Taken aback at the tone, I am filled with dismay. I recall my brother’s wisdom and say; “‘Sarcasm is the product of an unoriginal mind.’ That’s what my brother used to say…”

I pondered on whether these words chastised but felt defensive at the seemingly unwarranted change.

I reflected inwardly and quietly, all the while the hum and drone of music surrounded me. The friends left to find some cider and reappeared with one for me. I drank it quickly and bought another. It was one way to lighten the mood. The night turned cold and frivolous, like the sparkling cider in my hand, making me giddy and nonchalant.

That moment changed everything so slightly, like a clock suddenly no longer able to keep time. I gained insight into the naivety of years of mere acquaintance.
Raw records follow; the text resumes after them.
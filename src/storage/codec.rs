use std::io::{Read, Write};
use std::str::FromStr;

use chrono::NaiveDate;
use rust_decimal::Decimal;

use crate::errors::{ParseError, StoreError};
use crate::ledger::Ledger;
use crate::models::transaction::Transaction;

pub const DELIMITER: u8 = b',';
pub const DATE_FORMAT: &str = "%Y-%m-%d";
const FIELD_COUNT: usize = 5;

#[cfg(windows)]
const LINE_TERMINATOR: csv::Terminator = csv::Terminator::CRLF;
#[cfg(not(windows))]
const LINE_TERMINATOR: csv::Terminator = csv::Terminator::Any(b'\n');

#[cfg(windows)]
pub const LINE_BREAK: &[u8] = b"\r\n";
#[cfg(not(windows))]
pub const LINE_BREAK: &[u8] = b"\n";

/// A line that could not be turned into a transaction during a load.
#[derive(Debug, Clone, PartialEq, Eq)]
pub struct SkippedLine {
    pub line: u64,
    pub content: String,
    pub error: ParseError,
}

/// Outcome of a bulk load.
#[derive(Debug, Clone, Default, PartialEq, Eq)]
pub struct LoadReport {
    pub loaded: usize,
    pub skipped: Vec<SkippedLine>,
    /// The source did not exist, so there was nothing to load.
    pub source_missing: bool,
}

impl LoadReport {
    pub fn missing() -> Self {
        Self {
            source_missing: true,
            ..Self::default()
        }
    }

    pub fn skipped_count(&self) -> usize {
        self.skipped.len()
    }

    pub fn is_clean(&self) -> bool {
        self.skipped.is_empty()
    }
}

/// Writes every transaction as `description,amount,kind,category,date`.
///
/// Fields are written verbatim. A description or category holding a comma or
/// a line break will not read back as the same record; such fields are
/// logged as warnings but still written.
pub fn save_all<W: Write>(ledger: &Ledger, writer: W) -> Result<(), StoreError> {
    write_transactions(ledger.transactions(), writer)?;
    tracing::debug!(records = ledger.len(), "ledger serialized");
    Ok(())
}

/// Writes `transactions` in the persisted line format, one per line.
pub fn write_transactions<W: Write>(transactions: &[Transaction], writer: W) -> Result<(), StoreError> {
    let mut writer = csv::WriterBuilder::new()
        .has_headers(false)
        .delimiter(DELIMITER)
        .quote_style(csv::QuoteStyle::Never)
        .terminator(LINE_TERMINATOR)
        .from_writer(writer);

    for (index, transaction) in transactions.iter().enumerate() {
        warn_on_unsafe_field(index, "description", transaction.description());
        warn_on_unsafe_field(index, "category", transaction.category());

        let amount = transaction.amount().to_string();
        let date = transaction.date().format(DATE_FORMAT).to_string();
        writer.write_record([
            transaction.description(),
            amount.as_str(),
            transaction.kind().as_str(),
            transaction.category(),
            date.as_str(),
        ])?;
    }
    writer.flush()?;
    Ok(())
}

fn warn_on_unsafe_field(index: usize, field: &str, value: &str) {
    if value.bytes().any(|b| b == DELIMITER || b == b'\n' || b == b'\r') {
        tracing::warn!(
            record = index + 1,
            field,
            value,
            "field contains a delimiter or line break and will not load back intact"
        );
    }
}

/// Reads transactions line by line and appends them to `ledger`.
///
/// Malformed lines are skipped and listed in the returned report. Only a
/// failure of the underlying reader aborts the load, in which case nothing
/// is appended.
pub fn load_all<R: Read>(ledger: &mut Ledger, reader: R) -> Result<LoadReport, StoreError> {
    let mut reader = csv::ReaderBuilder::new()
        .has_headers(false)
        .delimiter(DELIMITER)
        .flexible(true)
        .quoting(false)
        .trim(csv::Trim::None)
        .from_reader(reader);

    let mut report = LoadReport::default();
    let mut parsed = Vec::new();

    for (index, result) in reader.byte_records().enumerate() {
        let record = result?;
        let line = record
            .position()
            .map(|position| position.line())
            .unwrap_or(index as u64 + 1);

        match parse_record(&record) {
            Ok(transaction) => parsed.push(transaction),
            Err(error) => {
                let content = record
                    .iter()
                    .map(String::from_utf8_lossy)
                    .collect::<Vec<_>>()
                    .join(",");
                tracing::debug!(line, %error, "skipping malformed ledger line");
                report.skipped.push(SkippedLine { line, content, error });
            }
        }
    }

    report.loaded = parsed.len();
    ledger.extend(parsed);

    tracing::info!(
        loaded = report.loaded,
        skipped = report.skipped_count(),
        "ledger loaded"
    );
    Ok(report)
}

fn parse_record(record: &csv::ByteRecord) -> Result<Transaction, ParseError> {
    if record.len() != FIELD_COUNT {
        return Err(ParseError::FieldCount {
            expected: FIELD_COUNT,
            found: record.len(),
        });
    }

    let mut fields = Vec::with_capacity(FIELD_COUNT);
    for field in record.iter() {
        let text = std::str::from_utf8(field)
            .map_err(|e| ParseError::Malformed(format!("invalid UTF-8: {}", e)))?;
        fields.push(text);
    }

    parse_fields(&fields)
}

/// Builds a transaction from the five persisted fields. Free-text fields are
/// kept verbatim; amount, kind and date tolerate surrounding whitespace.
pub fn parse_fields(fields: &[&str]) -> Result<Transaction, ParseError> {
    let [description, amount, kind, category, date] = fields else {
        return Err(ParseError::FieldCount {
            expected: FIELD_COUNT,
            found: fields.len(),
        });
    };

    let amount = Decimal::from_str(amount.trim())
        .map_err(|_| ParseError::InvalidAmount(amount.to_string()))?;
    let date = NaiveDate::parse_from_str(date.trim(), DATE_FORMAT)
        .map_err(|_| ParseError::InvalidDate(date.to_string()))?;

    Ok(Transaction::create(
        *description,
        amount,
        kind.trim(),
        *category,
        date,
    )?)
}
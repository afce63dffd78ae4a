use crate::errors::ParseError;
use crate::ledger::Ledger;
use crate::models::transaction::Transaction;
use crate::storage::codec::parse_fields;

/// Field order the shell prompts for.
pub const INPUT_FORMAT: &str = "date(YYYY-MM-DD), description, amount, kind(Income/Expense), category";

/// Parses `date, description, amount, kind, category` as typed at the prompt.
pub fn create_transaction(input: &str) -> Result<Transaction, ParseError> {
    let parts: Vec<&str> = input.trim().split(',').map(|s| s.trim()).collect();
    let [date, description, amount, kind, category] = parts.as_slice() else {
        return Err(ParseError::FieldCount {
            expected: 5,
            found: parts.len(),
        });
    };
    parse_fields(&[*description, *amount, *kind, *category, *date])
}

/// Parses `input` into the ledger and hands back a copy of the new record.
pub fn add_transaction(ledger: &mut Ledger, input: &str) -> Result<Transaction, ParseError> {
    let transaction = create_transaction(input)?;
    tracing::debug!(
        kind = %transaction.kind(),
        category = transaction.category(),
        "transaction added"
    );
    ledger.add(transaction.clone());
    Ok(transaction)
}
I was ready, on the brink, to pull in close to share the rest of the story, the private details of my associations with the Arabic people – how I was one of them, they were my people, yet time revealed they were not. On reflection, this was a mirror of the past – will I see it clearly now, then walk away and forget?

The budding friendship denied warmth, light and feeding turns grey and dried up like Autumnal blooms displayed in a dark room.

Who can tell why I trust and devote myself to this man, who spoke Aramaic, whose image and touch are unknown to me – yet occupies all my waking thoughts. He is an endless ocean with unfathomable depths, yet he is my Brother in life and death.

Proverbs 18:24 – One who has unreliable friends soon comes to ruin, but there is a friend who sticks closer than a brother.